Discussion:
Please default \pdftrailerid{} to SOURCE_DATE_EPOCH if exported
(too old to reply)
Chris Lamb
2017-06-27 17:46:26 UTC
Permalink
Raw Message
Hi tex-live,

Please consider defaulting the \pdftrailerid macro to the value of
SOURCE_DATE_EPOCH if this is exported in the environment.

Whilst we can get a reproducible PDF output in some situations, the
ordering of the elements in these IDs varies. For example:

-/ID [<A979E943C51DC1AAE48AAFF27BBA5A0D> <EA2B7DBF37C8E3DC2AA0AFDAA1FF4E0C>]
+/ID [<EA2B7DBF37C8E3DC2AA0AFDAA1FF4E0C> <A979E943C51DC1AAE48AAFF27BBA5A0D>]
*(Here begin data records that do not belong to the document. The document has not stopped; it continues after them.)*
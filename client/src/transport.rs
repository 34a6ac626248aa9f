//! HTTP transport: bearer-token state machine and a thin JSON request
//! helper. The wire protocol it must satisfy is fixed externally, but
//! the plumbing here is real.

use std::time::{Duration, SystemTime, UNIX_EPOCH};

use reqwest::header::HeaderMap;
use reqwest::{Method, StatusCode};
use serde::Serialize;
use tokio::sync::Mutex;

use crate::error::{ClientError, Result};
use crate::wire::TokenResponse;

const REQUEST_TIMEOUT: Duration = Duration::from_secs(30);

/// The bearer-token state: absent, or valid until `expires_at` (falls
/// back to `None` on a 401/403 from the token endpoint).
#[derive(Debug, Clone)]
enum TokenState {
    None,
    Valid { access_token: String, expires_at: i64 },
}

/// Raw (status, body) pair. Each caller interprets status codes according
/// to its own endpoint's rules: a 404 means "absent" for an AK fetch but
/// "not found" elsewhere; a 403 means "success" for delete but
/// "forbidden" elsewhere.
pub struct RawResponse {
    pub status: StatusCode,
    pub headers: HeaderMap,
    pub bytes: bytes::Bytes,
}

impl RawResponse {
    pub fn json<T: serde::de::DeserializeOwned>(&self) -> Result<T> {
        serde_json::from_slice(&self.bytes)
            .map_err(|e| ClientError::TransportError(format!("decode response: {}", e)))
    }

    /// Case-insensitive header lookup, e.g. the `X-Backup-Client` header
    /// on a registration response.
    pub fn header(&self, name: &str) -> Option<String> {
        self.headers.get(name).and_then(|v| v.to_str().ok()).map(str::to_string)
    }
}

pub struct Transport {
    http: reqwest::Client,
    base_url: String,
    api_key_id: String,
    api_secret: String,
    token: Mutex<TokenState>,
}

impl Transport {
    pub fn new(base_url: impl Into<String>, api_key_id: impl Into<String>, api_secret: impl Into<String>) -> Self {
        let http = reqwest::Client::builder()
            .timeout(REQUEST_TIMEOUT)
            .build()
            .expect("reqwest client with static config never fails to build");
        Self {
            http,
            base_url: base_url.into(),
            api_key_id: api_key_id.into(),
            api_secret: api_secret.into(),
            token: Mutex::new(TokenState::None),
        }
    }

    fn url(&self, path: &str) -> String {
        format!("{}{}", self.base_url.trim_end_matches('/'), path)
    }

    /// Acquire (or refresh, or reuse) the bearer token. Any authenticated
    /// request passes through here first.
    async fn ensure_token(&self) -> Result<String> {
        {
            let guard = self.token.lock().await;
            if let TokenState::Valid { access_token, expires_at } = &*guard {
                if *expires_at > now_unix() {
                    return Ok(access_token.clone());
                }
            }
        }

        tracing::debug!(target: "auth", "refreshing bearer token");
        let resp = self
            .http
            .post(self.url("/v1/auth/token"))
            .basic_auth(&self.api_key_id, Some(&self.api_secret))
            .form(&[("grant_type", "client_credentials")])
            .send()
            .await
            .map_err(|e| ClientError::TransportError(e.to_string()))?;

        let status = resp.status();
        if status == StatusCode::UNAUTHORIZED || status == StatusCode::FORBIDDEN {
            let mut guard = self.token.lock().await;
            *guard = TokenState::None;
            return Err(ClientError::AuthFailure);
        }
        if !status.is_success() {
            return Err(ClientError::TransportError(format!(
                "token endpoint returned {}",
                status
            )));
        }

        let body: TokenResponse = resp
            .json()
            .await
            .map_err(|e| ClientError::TransportError(format!("decode token response: {}", e)))?;

        let mut guard = self.token.lock().await;
        *guard = TokenState::Valid {
            access_token: body.access_token.clone(),
            expires_at: body.expires_at,
        };
        tracing::debug!(target: "auth", expires_at = body.expires_at, "bearer token refreshed");
        Ok(body.access_token)
    }

    /// Drop the cached token — invalidated on client close.
    pub async fn clear_token(&self) {
        let mut guard = self.token.lock().await;
        *guard = TokenState::None;
    }

    async fn request<B: Serialize>(
        &self,
        method: Method,
        path: &str,
        query: &[(&str, &str)],
        body: Option<&B>,
    ) -> Result<RawResponse> {
        let token = self.ensure_token().await?;
        let mut req = self
            .http
            .request(method.clone(), self.url(path))
            .bearer_auth(token);
        if !query.is_empty() {
            req = req.query(query);
        }
        if let Some(b) = body {
            req = req.json(b);
        }

        let resp = req
            .send()
            .await
            .map_err(|e| ClientError::TransportError(e.to_string()))?;
        let status = resp.status();
        let headers = resp.headers().clone();
        tracing::debug!(target: "transport", %method, path, %status, "request completed");
        let bytes = resp
            .bytes()
            .await
            .map_err(|e| ClientError::TransportError(e.to_string()))?;
        Ok(RawResponse { status, headers, bytes })
    }

    pub async fn get(&self, path: &str, query: &[(&str, &str)]) -> Result<RawResponse> {
        self.request::<()>(Method::GET, path, query, None).await
    }

    pub async fn post<B: Serialize>(&self, path: &str, body: &B) -> Result<RawResponse> {
        self.request(Method::POST, path, &[], Some(body)).await
    }

    pub async fn put<B: Serialize>(&self, path: &str, body: &B) -> Result<RawResponse> {
        self.request(Method::PUT, path, &[], Some(body)).await
    }

    pub async fn delete(&self, path: &str) -> Result<RawResponse> {
        self.request::<()>(Method::DELETE, path, &[], None).await
    }

    /// An unauthenticated POST: used only for registration, which is
    /// gated by a one-time token in the request body rather than a
    /// bearer token or API-key credentials.
    pub async fn post_unauthenticated<B: Serialize>(&self, path: &str, body: &B) -> Result<RawResponse> {
        let resp = self
            .http
            .post(self.url(path))
            .json(body)
            .send()
            .await
            .map_err(|e| ClientError::TransportError(e.to_string()))?;
        let status = resp.status();
        let headers = resp.headers().clone();
        let bytes = resp
            .bytes()
            .await
            .map_err(|e| ClientError::TransportError(e.to_string()))?;
        Ok(RawResponse { status, headers, bytes })
    }
}

fn now_unix() -> i64 {
    SystemTime::now()
        .duration_since(UNIX_EPOCH)
        .unwrap_or_default()
        .as_secs() as i64
}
This varies depending on the *path* from which you are building,
presumably due to the default pdftrailerid being seeded from the
full path name.

Using SOURCE_DATE_EPOCH would make sense here as it the old behaviour
is unchanged. Another alternative could be to set the default to the
empty string if SOURCE_DATE_EPOCH is exported.

I believe this is the code that actually prints these tokens:

http://sources.debian.net/src/texlive-bin/2017.20170613.44572-
2/texk/web2c/pdftexdir/pdftex.web/#L20126-L20129

(I would provide a patch but my WEB is very very rusty...)


Best wishes,
--
,''`.
: :' : Chris Lamb, Debian Project Leader
`. `'` ***@debian.org / chris-lamb.co.uk
`-
Karl Berry
2017-06-28 21:51:46 UTC
Permalink
Raw Message
-/ID [<A979E943C51DC1AAE48AAFF27BBA5A0D> <EA2B7DBF37C8E3DC2AA0AFDAA1FF4E0C>]
+/ID [<EA2B7DBF37C8E3DC2AA0AFDAA1FF4E0C> <A979E943C51DC1AAE48AAFF27BBA5A0D>]
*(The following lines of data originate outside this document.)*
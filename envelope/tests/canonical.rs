//! Property tests for the canonical serializer (spec §8 property 3).

use proptest::prelude::*;
use sealed_store_envelope::canonical::canonical_bytes;
use serde_json::{json, Value};

fn shuffle_object(v: &Value) -> Value {
    match v {
        Value::Object(map) => {
            // serde_json::Map default storage is a BTreeMap, so simply
            // re-inserting in a different order and re-reading it back
            // exercises iteration order independence at the Rust layer.
            let mut shuffled = serde_json::Map::new();
            for (k, val) in map.iter().rev() {
                shuffled.insert(k.clone(), shuffle_object(val));
            }
            Value::Object(shuffled)
        }
        Value::Array(items) => Value::Array(items.iter().map(shuffle_object).collect()),
        other => other.clone(),
    }
}

#[test]
fn permuted_key_order_yields_identical_bytes() {
    let original = json!({
        "writer_id": "w1",
        "user_id": "u1",
        "type": "test_record",
        "plain": {"b": "2", "a": "1"},
    });
    let shuffled = shuffle_object(&original);
    assert_eq!(canonical_bytes(&original), canonical_bytes(&shuffled));
}

proptest! {
    #[test]
    fn distinct_scalar_values_give_distinct_bytes(a in "[a-zA-Z0-9]{1,12}", b in "[a-zA-Z0-9]{1,12}") {
        prop_assume!(a != b);
        let doc_a = json!({"k": a});
        let doc_b = json!({"k": b});
        prop_assert_ne!(canonical_bytes(&doc_a), canonical_bytes(&doc_b));
    }

    #[test]
    fn key_permutation_is_order_independent(
        a in "[a-z]{1,6}", b in "[a-z]{1,6}", c in "[a-z]{1,6}"
    ) {
        prop_assume!(a != b && b != c && a != c);
        let forward = json!({ (a.clone()): 1, (b.clone()): 2, (c.clone()): 3 });
        let backward = json!({ (c): 3, (b): 2, (a): 1 });
        prop_assert_eq!(canonical_bytes(&forward), canonical_bytes(&backward));
    }
}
This varies depending on the *path* from which you are building,

Ack, thanks for the report.

I'll send a patch after I have a chance to construct one, if no one else
(Akira?) gets there first. --thanks, karl.
Chris Lamb
2017-07-05 07:40:01 UTC
Permalink
Raw Message
Hi Karl,
Post by Chris Lamb
-/ID [<A979E943C51DC1AAE48AAFF27BBA5A0D> <EA2B7DBF37C8E3DC2AA0AFDAA1FF4E0C>]
+/ID [<EA2B7DBF37C8E3DC2AA0AFDAA1FF4E0C> <A979E943C51DC1AAE48AAFF27BBA5A0D>]
This varies depending on the *path* from which you are building,
Ack, thanks for the report.
I'll send a patch after I have a chance to construct one, if no one else
(Akira?) gets there first.
Just a friendly ping on this; we have a whole bunch of packages we'd love to be
reproducible within Debian and this is the only remaining blocker for them :)


Best wishes,
--
,''`.
: :' : Chris Lamb, Debian Project Leader
`. `'` ***@debian.org / chris-lamb.co.uk
`-
Karl Berry
2017-07-05 21:40:32 UTC
Permalink
Raw Message
Just a friendly ping on this; we have a whole bunch of packages we'd
love to be reproducible within Debian and this is the only remaining
blocker for them :)

Maybe someone in Debian could come up with a patch, since it is
important to you. I doubt I will be able to look at it before August,
at best. Sorry. -k
Chris Lamb
2017-07-05 21:51:53 UTC
Permalink
Raw Message
Dear Karl,
Post by Karl Berry
Post by Chris Lamb
Just a friendly ping on this; we have a whole bunch of packages we'd
love to be reproducible within Debian and this is the only remaining
blocker for them :)
Maybe someone in Debian could come up with a patch, since it is
important to you
No, my apologies; I inferred from your previous mail that a patch would be
quick and easy for you hence why I didn't immediately jump in.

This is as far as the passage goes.